Pond’s growth platform, on the other hand, relies on large containers where algae is grown in multi-level tanks. Emissions from smokestacks are redirected to the container where the naturally carbon-loving algae absorbs it as it grows, acting as a natural filter that then puts out clean, oxygen-rich air. Fitted with lights and sensors, the containers also optimize the growing environment for the algae. The more the algae grow, the more carbon the platform can sequester — all while taking up a fraction of the space and avoiding the maintenance and energy requirements of larger outdoor operations.

In addition to carbon emissions, Pond also offers algae strains that can sequester other harmful air pollutants like nitrogen dioxide and sulfur dioxide. Each system can be tailored to the exact mix of gasses produced where the Pond algae platform will be installed.

Pond has already partnered with major players in the oil and gas sector, including CSV Midstream Solutions Corp and a Fortune 500 oil and gas company that will partner with Pond to capture carbon emissions using a unique strain of algae that’s been engineered to produce COVID-19 antigens for use in rapid diagnostics tests.

As more aggressive policies to tackle climate change take effect, demand from oil and gas companies and other high emission industries will drive the carbon capture and utilization market to an estimated $12.3 billion by 2024. Pond’s elegant solution that uses less space, captures more emissions, and produces a revenue-generating product is poised to be at the forefront of that market.

How Pond’s Algae Generates Revenue

Pond doesn’t just build carbon-sequestering algae bioreactors.
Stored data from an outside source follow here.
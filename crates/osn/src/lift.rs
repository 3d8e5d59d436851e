//! Lifting reduced legacy actions into canonical player actions.
//!
//! Canonical actions name units by the cell they stand on. Positions start
//! from the turn's checkpoint and follow moves and teleports made earlier in
//! the same turn. Nothing else about the board is simulated.

use std::collections::HashMap;

use tracing::debug;
use wits_core::{HexCoord, PlayerAction, PlayerTurn as WitsTurn};

use crate::action::{OsnAction, UnitIndex};
use crate::error::OsnError;
use crate::reduce::reduce;
use crate::turns::PlayerTurn;

struct Positions {
    turn: u32,
    by_index: HashMap<UnitIndex, HexCoord>,
}

impl Positions {
    fn of(turn: &PlayerTurn) -> Self {
        Self {
            turn: turn.turn_count(),
            by_index: turn
                .state
                .units
                .iter()
                .map(|unit| (unit.identifier, unit.position()))
                .collect(),
        }
    }

    fn locate(&self, index: UnitIndex) -> Result<HexCoord, OsnError> {
        self.by_index
            .get(&index)
            .copied()
            .ok_or(OsnError::UnknownUnit {
                index,
                turn: self.turn,
            })
    }

    fn relocate(&mut self, from: HexCoord, to: HexCoord) {
        for position in self.by_index.values_mut().filter(|position| **position == from) {
            *position = to;
        }
    }
}

/// Lifts one turn. A turn without any canonical action becomes a pass.
pub fn lift_turn(turn: &PlayerTurn) -> Result<WitsTurn, OsnError> {
    let mut positions = Positions::of(turn);
    let mut lifted = WitsTurn::new(turn.turn_count());

    for action in reduce(&turn.actions)? {
        let canonical = match action {
            OsnAction::MoveUnit {
                index,
                target,
                from,
            } => {
                let from = match from {
                    Some(from) => from,
                    None => positions.locate(index)?,
                };
                positions.by_index.insert(index, target);
                PlayerAction::MoveUnit { from, to: target }
            }
            OsnAction::ActiveHeal {
                index,
                target,
                caster,
            } => PlayerAction::HealUnit {
                healer: match caster {
                    Some(caster) => caster,
                    None => positions.locate(index)?,
                },
                target,
            },
            OsnAction::SpawnUnit {
                spawn: Some(spawn),
                class,
                ..
            } => PlayerAction::SpawnUnit {
                spawn,
                class: class.as_wits(),
            },
            OsnAction::RangeAttack { index, target } => PlayerAction::Attack {
                agent: positions.locate(index)?,
                target,
            },
            OsnAction::ScramblerSpell { index, target } => PlayerAction::CharmUnit {
                agent: positions.locate(index)?,
                target,
            },
            OsnAction::Toggle { position, .. } => PlayerAction::ToggleAlt { position },
            OsnAction::Teleport {
                index,
                caster,
                from,
                to,
            } => {
                let mobi = match (caster, index) {
                    (Some(caster), _) => caster,
                    (None, Some(index)) => positions.locate(index)?,
                    (None, None) => {
                        debug!(turn = lifted.turn, "teleport without a caster has no canonical form");
                        continue;
                    }
                };
                positions.relocate(from, to);
                PlayerAction::Teleport { mobi, from, to }
            }
            other => {
                debug!(
                    turn = lifted.turn,
                    action = other.name(),
                    "no canonical form, skipping"
                );
                continue;
            }
        };
        lifted.actions.push(canonical);
    }

    if lifted.actions.is_empty() {
        lifted.actions.push(PlayerAction::Pass);
    }
    Ok(lifted)
}

/// Lifts every turn in order.
pub fn lift_turns(turns: &[PlayerTurn]) -> Result<Vec<WitsTurn>, OsnError> {
    turns.iter().map(lift_turn).collect()
}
The company can also deploy a variety of algae species that can be tailored to a wide range of applications. Already considered a superfood, algae is one of the few plant sources of protein that includes all 9 essential amino acids along with a host of potent antioxidants and other essential nutrients. These qualities make it an ideal ingredient in health supplements and other wellness products.
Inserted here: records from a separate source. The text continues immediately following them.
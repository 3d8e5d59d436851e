//! Canonical replay document.
//!
//! This is the output of the legacy converter and the unit of storage in the
//! archive. Field names are snake_case except for the player key `gcID` and
//! the per-unit status flags, which keep their legacy spelling so that
//! existing consumers of converted replays keep working.

use serde::{Deserialize, Serialize};
use serde_json::{Map, Value};

use crate::coord::HexCoord;
use crate::ranked::{Standings, StandingsAfter};
use crate::status::TerminalStatus;
use crate::unit::{Team, UnitClass, UnitRace};

/// A reduced action as emitted by the converter: a `name` plus the fields
/// of that action.
pub type ActionDict = Map<String, Value>;

#[derive(Clone, Debug, Default, PartialEq, Eq, Serialize, Deserialize)]
pub struct GameReplay {
    /// Short match id (common archive prefix removed).
    pub game_id: String,
    pub map_name: String,
    pub map_theme: String,
    pub players: Vec<PlayerRole>,
    /// Units on the board when the first turn starts.
    pub units: Vec<UnitPlacement>,
    pub outcome: Outcome,
    pub replay: Vec<TurnRecord>,
}

impl GameReplay {
    pub fn turn_count(&self) -> usize {
        self.replay.len()
    }

    pub fn action_count(&self) -> usize {
        self.replay.iter().map(|turn| turn.actions.len()).sum()
    }

    pub fn player(&self, team: Team) -> Option<&PlayerRole> {
        self.players.iter().find(|player| player.team == team)
    }
}

#[derive(Clone, Debug, Default, PartialEq, Eq, Serialize, Deserialize)]
pub struct PlayerRole {
    pub name: String,
    #[serde(rename = "gcID")]
    pub gcid: String,
    pub race: UnitRace,
    pub team: Team,
    #[serde(default, skip_serializing_if = "Option::is_none")]
    pub result: Option<TerminalStatus>,
}

#[derive(Clone, Copy, Debug, PartialEq, Eq, Serialize, Deserialize)]
pub struct UnitPlacement {
    pub position: HexCoord,
    pub team: Team,
    pub class: UnitClass,
}

/// Final result, league movement and the last known board state.
#[derive(Clone, Debug, Default, PartialEq, Eq, Serialize, Deserialize)]
pub struct Outcome {
    pub result: TerminalStatus,
    /// `[winner, loser]`, followed by any further players of a duos match.
    pub before: Vec<Standings>,
    pub after: Vec<StandingsAfter>,
    #[serde(flatten)]
    pub checkpoint: Checkpoint,
}

/// Board state at a turn boundary.
#[derive(Clone, Debug, Default, PartialEq, Eq, Serialize, Deserialize)]
pub struct Checkpoint {
    pub base0_hp: i32,
    pub base1_hp: i32,
    pub used_spawns: Vec<HexCoord>,
    pub captured: Vec<CapturedTile>,
    pub units: Vec<UnitState>,
}

impl Checkpoint {
    pub fn unit(&self, identifier: i32) -> Option<&UnitState> {
        self.units.iter().find(|unit| unit.identifier == identifier)
    }

    pub fn unit_at(&self, position: HexCoord) -> Option<&UnitState> {
        self.units.iter().find(|unit| unit.position == position)
    }
}

#[derive(Clone, Copy, Debug, PartialEq, Eq, Serialize, Deserialize)]
pub struct CapturedTile {
    pub position: HexCoord,
    pub tile: i32,
}

#[derive(Clone, Debug, PartialEq, Eq, Serialize, Deserialize)]
pub struct UnitState {
    pub identifier: i32,
    /// Player index (0..=3) of the controlling player.
    pub owner: u8,
    pub position: HexCoord,
    pub team: Team,
    pub race: UnitRace,
    pub class: UnitClass,
    pub health: i32,
    #[serde(rename = "hasAttacked")]
    pub has_attacked: bool,
    #[serde(rename = "hasMoved")]
    pub has_moved: bool,
    #[serde(rename = "hasTransformed")]
    pub has_transformed: bool,
    #[serde(default, skip_serializing_if = "Option::is_none")]
    pub alternate: Option<AlternateForm>,
    #[serde(default, skip_serializing_if = "Option::is_none")]
    pub possessed: Option<Possession>,
}

/// Toggle state of a special unit with an alternate form.
#[derive(Clone, Copy, Debug, PartialEq, Eq, Serialize, Deserialize)]
pub struct AlternateForm {
    pub enabled: bool,
    pub health: i32,
}

/// Parentage of a unit that was spawned or charmed by another one.
#[derive(Clone, Copy, Debug, Default, PartialEq, Eq, Serialize, Deserialize)]
pub struct Possession {
    #[serde(default, skip_serializing_if = "Option::is_none")]
    pub parent: Option<i32>,
    #[serde(default, skip_serializing_if = "Option::is_none")]
    pub from: Option<i32>,
}

impl Possession {
    /// `None` when the unit has neither a parent nor a spawn source.
    pub fn new(parent: Option<i32>, from: Option<i32>) -> Option<Self> {
        (parent.is_some() || from.is_some()).then_some(Self { parent, from })
    }
}

/// One turn of the converted replay. `checkpoint` is the state at the start
/// of the turn, before any of `actions` were applied.
#[derive(Clone, Debug, Default, PartialEq, Eq, Serialize, Deserialize)]
pub struct TurnRecord {
    pub turn: u32,
    pub actions: Vec<ActionDict>,
    pub checkpoint: Checkpoint,
}

impl TurnRecord {
    pub fn action_names(&self) -> impl Iterator<Item = &str> + '_ {
        self.actions
            .iter()
            .filter_map(|action| action.get("name").and_then(Value::as_str))
    }
}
That impressive nutritional profile also makes it a prime candidate for use in animal feed. Until now, the technology to grow algae has been inefficient and expensive, making algae-based animal feed too costly to use in large-scale livestock operations. However, Pond’s innovative platform finally makes the high-protein, nutrient-rich ingredient scalable.
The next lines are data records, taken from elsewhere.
//! Map definition loader.
//!
//! Map files are JSON documents with five tile lists, initial units and
//! optional symmetry metadata. A map is only returned once it passes the
//! exclusivity check.

use std::path::Path;

use anyhow::Context;
use wits_core::MapDefinition;

use crate::loaders::{LoadResult, read_file};

/// Loader for map definitions from JSON files.
pub struct MapLoader;

impl MapLoader {
    /// Load and validate a map from a JSON file.
    pub fn load(path: &Path) -> LoadResult<MapDefinition> {
        let content = read_file(path)?;
        Self::parse(&content).with_context(|| format!("Invalid map {}", path.display()))
    }

    /// Parse and validate a map from JSON text.
    pub fn parse(content: &str) -> LoadResult<MapDefinition> {
        let map: MapDefinition = serde_json::from_str(content)
            .map_err(|e| anyhow::anyhow!("Failed to parse map JSON: {}", e))?;
        map.validate()?;
        tracing::debug!(map_id = %map.map_id, tiles = map.terrain.len(), "map validated");
        Ok(map)
    }
}

#[cfg(test)]
mod tests {
    use super::*;
    use std::fs;
    use tempfile::TempDir;
    use wits_core::{HexCoord, MapError, WitsError};

    const SMALL_MAP: &str = r#"{
        "name": "Two Bases",
        "map_id": "test/two-bases",
        "terrain": {
            "floor": [[0, 4], [1, 3]],
            "wall": [[0, 2]],
            "bonus": [],
            "spawn": [[[2, 7]], [[10, 7]]],
            "base": [[2, 2], [10, 2]]
        },
        "init": {"units": [{"coord": [1, 3], "team": "RED", "class": "RUNNER"}]}
    }"#;

    #[test]
    fn loads_a_valid_map() {
        let dir = TempDir::new().unwrap();
        let path = dir.path().join("two-bases.json");
        fs::write(&path, SMALL_MAP).unwrap();

        let map = MapLoader::load(&path).unwrap();
        assert_eq!(map.map_id, "test/two-bases");
        assert_eq!(map.terrain.base().count(), 2);
        assert!(!map.is_legacy());
    }

    #[test]
    fn collision_is_reported_with_its_path() {
        let dir = TempDir::new().unwrap();
        let path = dir.path().join("broken.json");
        fs::write(&path, SMALL_MAP.replace("[[0, 4], [1, 3]]", "[[0, 4], [1, 2]]")).unwrap();

        let err = MapLoader::load(&path).unwrap_err();
        assert!(format!("{err:#}").contains("broken.json"));
        let map_err = err.downcast_ref::<MapError>().unwrap();
        assert_eq!(map_err.error_code(), "MAP_BASE_COLLISION");
        assert!(matches!(
            map_err,
            MapError::BaseCollision { position, .. } if *position == HexCoord::new(1, 2)
        ));
    }

    #[test]
    fn malformed_coordinate_fails_to_parse() {
        let broken = SMALL_MAP.replace("[0, 2]", "[0, 2, 1]");
        let err = MapLoader::parse(&broken).unwrap_err();
        assert!(err.to_string().contains("exactly 2 dimensions"));
    }

    #[test]
    fn missing_file() {
        let dir = TempDir::new().unwrap();
        let err = MapLoader::load(&dir.path().join("nope.json")).unwrap_err();
        assert!(err.to_string().starts_with("Failed to read file"));
    }
}
//! Converter configuration loader.

use std::path::Path;

use wits_core::ConvertConfig;

use crate::loaders::{LoadResult, read_file};

/// Loader for converter configuration from TOML files.
pub struct ConfigLoader;

impl ConfigLoader {
    /// Load config data from a TOML file. Missing keys keep their defaults.
    pub fn load(path: &Path) -> LoadResult<ConvertConfig> {
        let content = read_file(path)?;
        let config: ConvertConfig = toml::from_str(&content)
            .map_err(|e| anyhow::anyhow!("Failed to parse config TOML: {}", e))?;

        Ok(config)
    }

    /// Load `path` when given, otherwise the defaults.
    pub fn load_or_default(path: Option<&Path>) -> LoadResult<ConvertConfig> {
        match path {
            Some(path) => Self::load(path),
            None => Ok(ConvertConfig::default()),
        }
    }
}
Just this month, Pond announced an agreement valued at over CAD $5 million with Livalta, a subsidiary of Associated British Foods (OTCMKTS: ASBFY), to produce a commercial algae-based animal feed, with the first spirulina for animal feed being grown in 2022.

Beyond its nutritional applications, the protein-rich algae can be used to develop a range of protein-based diagnostics and treatments, including the COVID-19 diagnostics test mentioned earlier. Easier and cheaper to grow than the mammalian cells currently used by biotech companies, Pond’s patented algae strains are a unique solution to the challenges of developing protein-based treatments at scale.

Algae in general is a highly versatile plant that can even be used in producing biofuel alternatives to harmful fossil fuels. It may eventually even replace lithium in batteries. Unrelated to Pond, inventor Adam Freeman eyes Tesla as a potential adopter of his algae-based battery that is approximately 200 times stronger and charges in seconds rather than hours — something that other companies such as Ford, NIO and others might pile in on if successful. The aquatic green of algae could equal a big monetary green of the future.